Referring to fig. 2-4, optionally, the first track groove further includes an arc-shaped extending groove section 43, the arc-shaped extending groove section 43 is communicated with one end of the groove section a 42 on the same side away from the arc-shaped groove section 41, and the arc-shaped extending groove section 43 is concentrically arranged with the arc-shaped groove section 41 on the same side, the second track groove further includes a dodging groove section 44, the dodging groove section 44 is communicated with one end of the arc-shaped groove section 41 on the same side away from the groove section a 42, a third protruding shaft 7 protrudes from the edge of the track disc 3 along the axial direction of the dodging groove section 44, and the second protruding shaft 62 is used for rotating around the hinge axis of the first wind deflector 1 and the second wind deflector 2 in the dodging groove section 44.

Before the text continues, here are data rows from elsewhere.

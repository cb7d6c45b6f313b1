//! Integration tests for coderank
//!
//! These tests walk a repository on disk and drive it through the indexer,
//! the engine and the exporter together.

use coderank::load_repository;
use coderank_core::{CodeRankError, EngineConfig, EntityKind, Language};
use coderank_engine::{Analyzer, Exporter, Focus, Session};
use std::fs;
use std::path::Path;
use tempfile::TempDir;

fn write(root: &Path, path: &str, content: &str) {
    let full = root.join(path);
    if let Some(parent) = full.parent() {
        fs::create_dir_all(parent).unwrap();
    }
    fs::write(full, content).unwrap();
}

/// main -> service -> util, both as imports and as calls.
fn sample_repo() -> TempDir {
    let dir = TempDir::new().unwrap();
    let root = dir.path();
    write(
        root,
        "app/main.py",
        "import app.service\nimport os\n\n\ndef main():\n    run()\n",
    );
    write(
        root,
        "app/service.py",
        "import app.util\n\n\ndef run():\n    helper()\n",
    );
    write(root, "app/util.py", "def helper():\n    return 1\n");
    write(root, "README.md", "# sample\n");
    dir
}

fn ids(view: &coderank_engine::TopN) -> Vec<&str> {
    view.entries.iter().map(|e| e.id.as_str()).collect()
}

#[test]
fn test_end_to_end_rankings() {
    let repo = sample_repo();
    let files = load_repository(repo.path()).unwrap();
    assert_eq!(files.len(), 4);

    let session = Session::new();
    let bundle = session
        .load(&Analyzer::new(EngineConfig::default()), &files)
        .unwrap();
    let exporter = Exporter::new(&bundle);

    let stats = exporter.summary();
    assert_eq!(stats.total_files, 4);
    assert_eq!(stats.source_files, 3);
    assert_eq!(stats.languages.get(&Language::Python), Some(&3));
    assert_eq!(stats.functions, 3);
    assert_eq!(stats.import_edges, 2);
    assert_eq!(stats.call_edges, 2);
    assert_eq!(stats.import_resolution.external, 1);

    let top_files = exporter.top_n(EntityKind::File, 3);
    assert!(!top_files.degraded);
    assert_eq!(top_files.entries[0].id, "app/util.py");
    assert!(!ids(&top_files).contains(&"README.md"));

    let top_functions = exporter.top_n(EntityKind::Function, 1);
    assert_eq!(ids(&top_functions), vec!["app/util.py::helper"]);

    let central = exporter.central_functions(5);
    assert_eq!(ids(&central), vec!["app/service.py::run"]);

    let modules = exporter.top_n(EntityKind::Module, 10);
    let os = modules.entries.iter().find(|e| e.id == "os").unwrap();
    assert!(!os.is_local);
    let app = modules.entries.iter().find(|e| e.id == "app").unwrap();
    assert!(app.is_local);
}

#[test]
fn test_hubs_and_authorities_follow_imports() {
    let repo = sample_repo();
    let files = load_repository(repo.path()).unwrap();
    let bundle = Analyzer::new(EngineConfig::default())
        .analyze(&files, 1)
        .unwrap();
    let exporter = Exporter::new(&bundle);

    let hubs = exporter.hubs(10);
    assert!(ids(&hubs).contains(&"app/main.py"));
    assert!(!ids(&hubs).contains(&"app/util.py"));

    let authorities = exporter.authorities(10);
    assert!(ids(&authorities).contains(&"app/util.py"));
    assert!(!ids(&authorities).contains(&"app/main.py"));
}

#[test]
fn test_subgraph_around_file() {
    let repo = sample_repo();
    let files = load_repository(repo.path()).unwrap();
    let bundle = Analyzer::new(EngineConfig::default())
        .analyze(&files, 7)
        .unwrap();

    let graph = Exporter::new(&bundle)
        .subgraph(EntityKind::File, &Focus::Entity("app/service.py".into()))
        .unwrap();
    assert_eq!(graph.generation, 7);
    let nodes: Vec<&str> = graph.nodes.iter().map(|n| n.id.as_str()).collect();
    assert_eq!(nodes, vec!["app/service.py", "app/main.py", "app/util.py"]);
    assert!(graph.nodes[0].is_focus);
    assert_eq!(graph.edges.len(), 2);

    let json = serde_json::to_value(&graph).unwrap();
    assert_eq!(json["focus"], "app/service.py");
    assert_eq!(json["kind"], "file");
}

#[test]
fn test_file_metrics_from_disk() {
    let repo = sample_repo();
    let files = load_repository(repo.path()).unwrap();
    let bundle = Analyzer::new(EngineConfig::default())
        .analyze(&files, 1)
        .unwrap();

    let metrics = Exporter::new(&bundle).file_metrics("app/main.py").unwrap();
    assert_eq!(metrics.language, Language::Python);
    assert_eq!(metrics.functions, vec!["main"]);
    assert_eq!(metrics.imports, vec!["app.service", "os"]);
    assert_eq!(metrics.imports_count, 1);
    assert_eq!(metrics.imported_by_count, 0);
}

#[test]
fn test_reload_bumps_generation() {
    let repo = sample_repo();
    let analyzer = Analyzer::new(EngineConfig::default());
    let session = Session::new();

    let files = load_repository(repo.path()).unwrap();
    let first = session.load(&analyzer, &files).unwrap();
    assert_eq!(first.generation, 1);

    write(repo.path(), "app/extra.py", "import app.util\n");
    let files = load_repository(repo.path()).unwrap();
    let second = session.load(&analyzer, &files).unwrap();
    assert_eq!(second.generation, 2);
    assert_eq!(second.stats.total_files, 5);

    // A reader that captured the first generation sees it is stale.
    assert!(matches!(
        session.snapshot(first.generation),
        Err(CodeRankError::StaleGeneration { requested: 1, current: 2 })
    ));
    // The captured bundle itself is unchanged.
    assert_eq!(first.stats.total_files, 4);
}

#[test]
fn test_config_file_is_applied() {
    let repo = sample_repo();
    let config_path = repo.path().join("coderank.toml");
    fs::write(&config_path, "[pagerank]\ndamping = 0.5\n\n[export]\nmax_subgraph_nodes = 2\n").unwrap();
    let config = EngineConfig::load(&config_path).unwrap();

    let files = load_repository(repo.path()).unwrap();
    let bundle = Analyzer::new(config).analyze(&files, 1).unwrap();
    assert_eq!(bundle.config.pagerank.damping, 0.5);

    let total: f64 = bundle.file_rank.iter().map(|(_, s)| s).sum();
    assert!((total - 1.0).abs() < 1e-6);

    let whole = Exporter::new(&bundle)
        .subgraph(EntityKind::File, &Focus::All)
        .unwrap();
    assert_eq!(whole.nodes.len(), 2);
    assert!(whole.truncated);
}

#[test]
fn test_empty_repository_is_fatal() {
    let dir = TempDir::new().unwrap();
    let files = load_repository(dir.path()).unwrap();
    assert!(files.is_empty());
    let result = Analyzer::new(EngineConfig::default()).analyze(&files, 1);
    assert!(matches!(result, Err(CodeRankError::NoFiles)));
}

#[test]
fn test_mixed_language_repository() {
    let dir = TempDir::new().unwrap();
    let root = dir.path();
    write(root, "web/index.js", "import { api } from './api';\n\nfunction start() {\n  api();\n}\n");
    write(root, "web/api.js", "export function api() {\n  return 1;\n}\n");
    write(root, "cmd/main.go", "package main\n\nfunc main() {\n\trun()\n}\n\nfunc run() {\n}\n");

    let files = load_repository(root).unwrap();
    let bundle = Analyzer::new(EngineConfig::default())
        .analyze(&files, 1)
        .unwrap();

    let imports = &bundle.graphs.import_graph;
    assert_eq!(imports.weight("web/index.js", "web/api.js"), Some(1.0));
    let calls = &bundle.graphs.call_graph;
    assert_eq!(calls.weight("web/index.js::start", "web/api.js::api"), Some(1.0));
    assert_eq!(calls.weight("cmd/main.go::main", "cmd/main.go::run"), Some(1.0));
    assert_eq!(bundle.stats.languages.get(&Language::JavaScript), Some(&2));
    assert_eq!(bundle.stats.languages.get(&Language::Go), Some(&1));
}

A third track groove 47 is arranged on one side of the second crank 52 facing the track disc 3, one end of the third track groove 47 penetrates through to the edge of the second crank 52, and the distance from at least part of the area of the third track groove 47 to the axis of the track disc 3 is in an increasing or decreasing trend along the direction that the third track groove 47 penetrates through the edge of the second crank 52 from one end to the other end;

as the third cam 7 moves along the third track groove 47, the first cam 61 moves along the arcuate extension groove segment 43; and, the second protruding shaft 62 moves in the escape groove section 44, or the second protruding shaft 62 moves in the escape groove section 44 and a partial region of the circular arc groove section 41 on the same side;

when the third cam 7 moves out of the third track groove 47, the first cam 61 is moved from the arc-shaped extension groove section 43 into the groove a section 42 on the same side, and the second cam 62 is located in the arc-shaped groove section 41 on the same side.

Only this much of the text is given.